═══ MATERIAL FOR THIS EXERCISE

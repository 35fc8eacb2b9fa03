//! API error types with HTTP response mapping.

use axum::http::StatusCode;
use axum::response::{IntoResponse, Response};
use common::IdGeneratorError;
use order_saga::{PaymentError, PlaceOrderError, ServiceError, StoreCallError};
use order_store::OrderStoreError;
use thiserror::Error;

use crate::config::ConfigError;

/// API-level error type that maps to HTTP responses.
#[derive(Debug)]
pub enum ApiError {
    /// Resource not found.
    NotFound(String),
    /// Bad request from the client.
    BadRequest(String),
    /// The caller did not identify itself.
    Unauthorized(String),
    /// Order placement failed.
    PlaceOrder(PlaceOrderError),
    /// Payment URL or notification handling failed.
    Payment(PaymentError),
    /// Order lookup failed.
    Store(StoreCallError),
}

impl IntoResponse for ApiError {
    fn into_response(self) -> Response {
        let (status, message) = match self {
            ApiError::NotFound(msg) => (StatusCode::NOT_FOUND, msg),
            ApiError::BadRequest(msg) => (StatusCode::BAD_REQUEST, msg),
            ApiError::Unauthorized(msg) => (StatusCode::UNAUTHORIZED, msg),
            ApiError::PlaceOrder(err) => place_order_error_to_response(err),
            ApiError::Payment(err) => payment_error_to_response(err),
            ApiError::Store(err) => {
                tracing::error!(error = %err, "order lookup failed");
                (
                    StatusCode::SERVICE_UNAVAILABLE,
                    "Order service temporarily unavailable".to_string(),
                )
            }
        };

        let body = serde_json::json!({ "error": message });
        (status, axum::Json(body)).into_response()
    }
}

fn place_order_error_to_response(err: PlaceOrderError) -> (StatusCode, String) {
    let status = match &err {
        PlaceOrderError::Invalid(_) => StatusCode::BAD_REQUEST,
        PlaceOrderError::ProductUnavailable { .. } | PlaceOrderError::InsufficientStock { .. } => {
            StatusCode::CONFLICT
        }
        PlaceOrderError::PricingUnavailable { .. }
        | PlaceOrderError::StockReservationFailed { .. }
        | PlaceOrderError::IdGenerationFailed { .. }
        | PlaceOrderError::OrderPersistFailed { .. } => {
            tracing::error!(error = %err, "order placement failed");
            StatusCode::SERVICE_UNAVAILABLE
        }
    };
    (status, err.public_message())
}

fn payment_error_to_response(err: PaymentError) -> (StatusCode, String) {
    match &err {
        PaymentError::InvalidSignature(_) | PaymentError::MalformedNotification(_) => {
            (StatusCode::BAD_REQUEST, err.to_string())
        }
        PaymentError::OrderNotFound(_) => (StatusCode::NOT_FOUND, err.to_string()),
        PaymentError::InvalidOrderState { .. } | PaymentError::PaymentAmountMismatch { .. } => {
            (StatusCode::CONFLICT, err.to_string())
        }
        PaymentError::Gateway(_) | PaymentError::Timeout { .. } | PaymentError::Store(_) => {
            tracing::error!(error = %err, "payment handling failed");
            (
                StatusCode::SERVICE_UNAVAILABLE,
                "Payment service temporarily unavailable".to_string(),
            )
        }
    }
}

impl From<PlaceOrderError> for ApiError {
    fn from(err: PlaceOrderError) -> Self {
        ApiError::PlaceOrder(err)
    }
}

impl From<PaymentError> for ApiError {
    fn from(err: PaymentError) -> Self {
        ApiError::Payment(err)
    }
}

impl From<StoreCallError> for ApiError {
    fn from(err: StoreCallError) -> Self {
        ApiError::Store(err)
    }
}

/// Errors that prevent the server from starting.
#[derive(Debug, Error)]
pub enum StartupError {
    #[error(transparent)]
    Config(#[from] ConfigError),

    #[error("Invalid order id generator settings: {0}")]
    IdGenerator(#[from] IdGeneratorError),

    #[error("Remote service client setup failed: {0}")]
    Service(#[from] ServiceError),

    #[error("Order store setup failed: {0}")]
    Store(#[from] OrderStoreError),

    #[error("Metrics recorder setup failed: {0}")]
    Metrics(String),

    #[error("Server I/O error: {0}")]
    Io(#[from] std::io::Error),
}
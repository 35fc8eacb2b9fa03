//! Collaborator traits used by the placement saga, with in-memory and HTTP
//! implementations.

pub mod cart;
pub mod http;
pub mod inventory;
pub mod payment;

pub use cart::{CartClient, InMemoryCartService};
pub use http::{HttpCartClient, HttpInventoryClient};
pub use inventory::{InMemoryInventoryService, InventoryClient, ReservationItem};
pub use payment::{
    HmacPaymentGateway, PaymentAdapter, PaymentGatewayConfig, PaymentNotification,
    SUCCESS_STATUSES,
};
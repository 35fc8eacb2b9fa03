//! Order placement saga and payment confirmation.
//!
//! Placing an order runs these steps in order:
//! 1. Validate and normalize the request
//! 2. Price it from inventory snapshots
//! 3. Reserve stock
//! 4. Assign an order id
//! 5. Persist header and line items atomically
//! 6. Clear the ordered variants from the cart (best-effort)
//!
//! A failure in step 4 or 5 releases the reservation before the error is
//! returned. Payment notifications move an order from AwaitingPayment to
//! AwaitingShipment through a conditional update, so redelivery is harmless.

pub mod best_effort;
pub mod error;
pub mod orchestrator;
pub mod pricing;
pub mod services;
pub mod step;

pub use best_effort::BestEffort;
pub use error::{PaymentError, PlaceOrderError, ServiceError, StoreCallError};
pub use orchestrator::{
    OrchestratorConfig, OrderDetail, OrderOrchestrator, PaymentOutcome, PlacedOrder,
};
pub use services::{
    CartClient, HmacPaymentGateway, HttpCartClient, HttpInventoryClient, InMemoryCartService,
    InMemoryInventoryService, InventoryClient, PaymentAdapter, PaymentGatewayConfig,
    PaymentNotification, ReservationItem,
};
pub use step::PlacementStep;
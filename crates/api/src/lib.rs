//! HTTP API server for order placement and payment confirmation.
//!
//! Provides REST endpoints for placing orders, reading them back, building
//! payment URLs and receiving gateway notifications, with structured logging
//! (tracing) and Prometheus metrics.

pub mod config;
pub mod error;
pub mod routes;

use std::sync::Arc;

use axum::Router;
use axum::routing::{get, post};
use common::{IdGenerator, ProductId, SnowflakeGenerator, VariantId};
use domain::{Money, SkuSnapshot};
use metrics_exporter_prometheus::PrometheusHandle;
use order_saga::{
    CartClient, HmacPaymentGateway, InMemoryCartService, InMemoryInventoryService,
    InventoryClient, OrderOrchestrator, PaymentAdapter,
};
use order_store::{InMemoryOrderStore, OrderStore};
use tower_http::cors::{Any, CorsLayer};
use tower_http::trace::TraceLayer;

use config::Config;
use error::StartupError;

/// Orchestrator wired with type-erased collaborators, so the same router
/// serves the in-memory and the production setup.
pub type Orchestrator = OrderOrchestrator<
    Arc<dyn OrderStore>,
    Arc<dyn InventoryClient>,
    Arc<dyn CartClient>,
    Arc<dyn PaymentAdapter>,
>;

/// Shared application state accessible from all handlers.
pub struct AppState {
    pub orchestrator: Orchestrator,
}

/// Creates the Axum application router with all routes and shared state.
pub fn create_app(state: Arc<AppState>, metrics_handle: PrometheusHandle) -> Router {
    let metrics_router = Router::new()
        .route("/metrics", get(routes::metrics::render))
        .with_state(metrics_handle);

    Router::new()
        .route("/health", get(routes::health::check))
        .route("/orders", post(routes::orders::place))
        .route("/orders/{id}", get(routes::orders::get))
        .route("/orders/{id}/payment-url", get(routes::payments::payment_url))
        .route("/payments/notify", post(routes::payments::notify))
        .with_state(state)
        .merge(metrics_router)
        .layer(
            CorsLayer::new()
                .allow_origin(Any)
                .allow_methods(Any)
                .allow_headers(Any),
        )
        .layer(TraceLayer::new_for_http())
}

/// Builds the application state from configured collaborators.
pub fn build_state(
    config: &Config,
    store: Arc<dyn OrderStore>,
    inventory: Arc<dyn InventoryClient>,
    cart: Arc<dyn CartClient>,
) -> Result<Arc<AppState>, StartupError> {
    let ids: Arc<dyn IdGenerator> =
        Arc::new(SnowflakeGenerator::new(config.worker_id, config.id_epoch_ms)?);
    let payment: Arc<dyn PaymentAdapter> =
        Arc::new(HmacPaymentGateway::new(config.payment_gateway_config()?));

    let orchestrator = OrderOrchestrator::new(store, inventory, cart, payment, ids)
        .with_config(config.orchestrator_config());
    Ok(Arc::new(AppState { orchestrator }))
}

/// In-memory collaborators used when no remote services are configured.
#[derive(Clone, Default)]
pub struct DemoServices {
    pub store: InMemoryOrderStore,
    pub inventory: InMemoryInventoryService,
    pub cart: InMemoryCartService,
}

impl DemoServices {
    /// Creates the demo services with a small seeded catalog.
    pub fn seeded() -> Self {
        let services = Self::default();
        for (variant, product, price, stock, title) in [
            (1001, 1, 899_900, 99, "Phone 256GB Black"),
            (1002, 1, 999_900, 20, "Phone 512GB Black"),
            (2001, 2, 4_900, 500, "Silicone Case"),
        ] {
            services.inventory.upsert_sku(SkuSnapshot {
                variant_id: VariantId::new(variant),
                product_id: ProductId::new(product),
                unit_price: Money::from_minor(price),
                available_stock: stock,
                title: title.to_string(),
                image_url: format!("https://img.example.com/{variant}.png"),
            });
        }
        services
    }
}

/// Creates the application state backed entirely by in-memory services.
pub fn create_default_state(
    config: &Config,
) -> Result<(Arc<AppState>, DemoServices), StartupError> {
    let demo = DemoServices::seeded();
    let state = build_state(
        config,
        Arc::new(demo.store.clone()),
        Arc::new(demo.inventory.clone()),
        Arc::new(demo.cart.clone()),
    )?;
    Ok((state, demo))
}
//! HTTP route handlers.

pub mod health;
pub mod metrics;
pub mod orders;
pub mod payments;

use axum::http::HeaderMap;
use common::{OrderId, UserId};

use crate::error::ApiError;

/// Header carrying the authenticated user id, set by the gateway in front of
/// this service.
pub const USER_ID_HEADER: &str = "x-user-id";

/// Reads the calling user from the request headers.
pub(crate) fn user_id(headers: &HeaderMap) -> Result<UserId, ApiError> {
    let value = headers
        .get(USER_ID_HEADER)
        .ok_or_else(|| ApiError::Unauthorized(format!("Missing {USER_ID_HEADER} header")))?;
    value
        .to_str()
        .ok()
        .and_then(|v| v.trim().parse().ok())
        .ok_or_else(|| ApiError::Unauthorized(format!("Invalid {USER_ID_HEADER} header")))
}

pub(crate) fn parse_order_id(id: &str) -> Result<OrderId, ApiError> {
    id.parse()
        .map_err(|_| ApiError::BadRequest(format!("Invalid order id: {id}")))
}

══════
═══ MATERIAL FOR THIS EXERCISE

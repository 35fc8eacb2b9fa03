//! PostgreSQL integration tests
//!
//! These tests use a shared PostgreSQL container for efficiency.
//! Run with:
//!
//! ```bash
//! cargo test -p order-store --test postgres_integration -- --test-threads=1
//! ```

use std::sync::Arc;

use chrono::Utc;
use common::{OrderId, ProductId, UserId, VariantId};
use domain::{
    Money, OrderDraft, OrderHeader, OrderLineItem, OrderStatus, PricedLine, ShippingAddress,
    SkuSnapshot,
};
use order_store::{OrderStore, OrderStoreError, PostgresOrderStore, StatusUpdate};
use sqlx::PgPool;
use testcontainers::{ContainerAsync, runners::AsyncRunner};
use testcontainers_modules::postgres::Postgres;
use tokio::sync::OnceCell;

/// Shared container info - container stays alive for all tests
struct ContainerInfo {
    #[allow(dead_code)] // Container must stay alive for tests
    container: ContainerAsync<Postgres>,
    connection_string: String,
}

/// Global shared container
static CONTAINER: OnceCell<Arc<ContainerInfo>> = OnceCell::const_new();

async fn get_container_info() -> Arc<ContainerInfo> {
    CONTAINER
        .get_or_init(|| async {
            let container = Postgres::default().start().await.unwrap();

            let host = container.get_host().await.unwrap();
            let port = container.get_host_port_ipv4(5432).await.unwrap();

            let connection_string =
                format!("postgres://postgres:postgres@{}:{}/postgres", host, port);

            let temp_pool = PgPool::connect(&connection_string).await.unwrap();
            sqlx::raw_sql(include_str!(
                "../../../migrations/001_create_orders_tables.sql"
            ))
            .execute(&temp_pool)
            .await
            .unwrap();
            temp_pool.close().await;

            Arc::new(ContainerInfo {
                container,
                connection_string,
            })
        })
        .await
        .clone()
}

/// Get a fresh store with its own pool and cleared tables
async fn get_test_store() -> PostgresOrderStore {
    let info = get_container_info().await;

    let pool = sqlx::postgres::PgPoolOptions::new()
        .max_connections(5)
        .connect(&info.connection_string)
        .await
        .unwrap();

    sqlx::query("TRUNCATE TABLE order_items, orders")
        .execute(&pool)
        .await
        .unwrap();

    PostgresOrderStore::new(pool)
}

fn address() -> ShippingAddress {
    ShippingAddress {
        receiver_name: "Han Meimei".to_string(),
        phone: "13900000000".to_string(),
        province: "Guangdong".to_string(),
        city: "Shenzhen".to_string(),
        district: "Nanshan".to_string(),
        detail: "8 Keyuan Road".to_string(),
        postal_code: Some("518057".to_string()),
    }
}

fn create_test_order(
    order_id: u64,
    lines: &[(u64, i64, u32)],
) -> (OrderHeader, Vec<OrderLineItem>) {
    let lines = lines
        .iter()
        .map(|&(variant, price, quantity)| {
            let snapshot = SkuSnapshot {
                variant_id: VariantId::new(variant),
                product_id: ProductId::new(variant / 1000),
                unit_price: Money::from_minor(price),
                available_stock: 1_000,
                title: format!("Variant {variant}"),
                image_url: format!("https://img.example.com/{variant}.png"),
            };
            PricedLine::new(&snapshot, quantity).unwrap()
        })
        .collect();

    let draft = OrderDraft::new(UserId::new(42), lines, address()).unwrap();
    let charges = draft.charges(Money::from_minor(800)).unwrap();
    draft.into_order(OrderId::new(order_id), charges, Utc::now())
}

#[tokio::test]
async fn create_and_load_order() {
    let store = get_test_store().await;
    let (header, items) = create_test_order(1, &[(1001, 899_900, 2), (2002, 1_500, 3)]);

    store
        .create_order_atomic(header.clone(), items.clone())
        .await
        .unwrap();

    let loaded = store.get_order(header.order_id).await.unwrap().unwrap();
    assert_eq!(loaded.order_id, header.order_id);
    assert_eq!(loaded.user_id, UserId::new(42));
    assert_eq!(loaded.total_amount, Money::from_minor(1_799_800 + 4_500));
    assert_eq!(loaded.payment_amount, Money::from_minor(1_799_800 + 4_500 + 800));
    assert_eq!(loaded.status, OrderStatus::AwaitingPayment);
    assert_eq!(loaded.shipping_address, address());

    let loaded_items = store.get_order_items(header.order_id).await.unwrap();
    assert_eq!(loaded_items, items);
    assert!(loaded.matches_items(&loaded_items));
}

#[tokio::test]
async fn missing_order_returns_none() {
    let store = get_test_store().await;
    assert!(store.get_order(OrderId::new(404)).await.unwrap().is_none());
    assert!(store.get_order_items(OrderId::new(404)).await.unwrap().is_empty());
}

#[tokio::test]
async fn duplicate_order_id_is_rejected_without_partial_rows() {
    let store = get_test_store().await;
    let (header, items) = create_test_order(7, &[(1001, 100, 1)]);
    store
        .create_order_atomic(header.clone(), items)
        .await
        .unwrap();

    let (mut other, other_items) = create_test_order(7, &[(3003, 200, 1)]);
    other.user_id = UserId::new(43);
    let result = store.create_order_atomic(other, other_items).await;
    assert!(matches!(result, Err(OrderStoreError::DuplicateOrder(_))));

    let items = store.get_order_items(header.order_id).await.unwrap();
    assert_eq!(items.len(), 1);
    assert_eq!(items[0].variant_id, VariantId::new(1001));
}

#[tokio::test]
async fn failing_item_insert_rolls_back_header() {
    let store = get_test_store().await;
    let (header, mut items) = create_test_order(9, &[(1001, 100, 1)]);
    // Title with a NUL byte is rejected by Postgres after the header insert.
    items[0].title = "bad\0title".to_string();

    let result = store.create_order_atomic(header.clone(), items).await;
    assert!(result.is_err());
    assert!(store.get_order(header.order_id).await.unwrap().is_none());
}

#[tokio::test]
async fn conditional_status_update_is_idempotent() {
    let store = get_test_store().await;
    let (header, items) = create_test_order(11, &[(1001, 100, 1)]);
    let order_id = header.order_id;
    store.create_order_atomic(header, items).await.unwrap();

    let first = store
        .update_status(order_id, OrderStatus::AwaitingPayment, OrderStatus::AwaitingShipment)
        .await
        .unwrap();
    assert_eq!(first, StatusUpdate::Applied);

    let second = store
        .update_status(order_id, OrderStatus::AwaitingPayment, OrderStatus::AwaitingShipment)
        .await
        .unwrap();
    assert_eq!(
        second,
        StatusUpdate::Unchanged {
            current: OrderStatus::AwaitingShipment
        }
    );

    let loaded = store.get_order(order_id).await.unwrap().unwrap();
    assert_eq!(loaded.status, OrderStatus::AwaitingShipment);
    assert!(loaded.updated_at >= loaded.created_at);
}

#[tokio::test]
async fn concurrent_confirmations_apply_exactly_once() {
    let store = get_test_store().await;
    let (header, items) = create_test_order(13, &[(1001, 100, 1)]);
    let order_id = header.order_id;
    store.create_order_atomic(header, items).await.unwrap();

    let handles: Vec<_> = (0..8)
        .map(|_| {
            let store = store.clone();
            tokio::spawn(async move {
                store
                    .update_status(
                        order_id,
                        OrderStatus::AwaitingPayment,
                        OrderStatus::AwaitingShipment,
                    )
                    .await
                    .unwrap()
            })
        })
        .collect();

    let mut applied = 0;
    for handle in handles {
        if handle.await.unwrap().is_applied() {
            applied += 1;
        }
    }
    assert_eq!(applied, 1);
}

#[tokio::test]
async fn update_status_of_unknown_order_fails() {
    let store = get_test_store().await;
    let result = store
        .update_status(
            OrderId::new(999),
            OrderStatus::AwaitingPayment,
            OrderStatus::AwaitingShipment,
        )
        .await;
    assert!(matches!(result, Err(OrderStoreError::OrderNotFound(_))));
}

══════

TASK DESCRIPTION
Search the records for the word "ServiceError", then list every line that has it.

ANSWER TO THIS TASK
use order_saga::{PaymentError, PlaceOrderError, ServiceError, StoreCallError};
    Service(#[from] ServiceError),
pub use error::{PaymentError, PlaceOrderError, ServiceError, StoreCallError};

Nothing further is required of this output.